## Exercise
A complete and exact copy of the data below is the task.

:: Material supplied

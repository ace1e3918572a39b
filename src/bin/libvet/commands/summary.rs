//! `libvet summary` command

use anyhow::Result;

use crate::cli::SummaryArgs;
use libvet::core::report::TestReport;
use libvet::ops::summary::{render_markdown, summarize};
use libvet::util::fs::write_string;

pub fn execute(args: SummaryArgs) -> Result<()> {
    let report = TestReport::load(&args.input)?;
    let rendered = render_markdown(&summarize(&report));

    match args.output {
        Some(ref path) => write_string(path, &rendered)?,
        None => print!("{rendered}"),
    }

    Ok(())
}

::::

## Reply
repository ace1e3918572a39b
filename src/bin/libvet/commands/summary.rs
//! `libvet summary` command

use anyhow::Result;

use crate::cli::SummaryArgs;
use libvet::core::report::TestReport;
use libvet::ops::summary::{render_markdown, summarize};
use libvet::util::fs::write_string;

pub fn execute(args: SummaryArgs) -> Result<()> {
    let report = TestReport::load(&args.input)?;
    let rendered = render_markdown(&summarize(&report));

    match args.output {
        Some(ref path) => write_string(path, &rendered)?,
        None => print!("{rendered}"),
    }

    Ok(())
}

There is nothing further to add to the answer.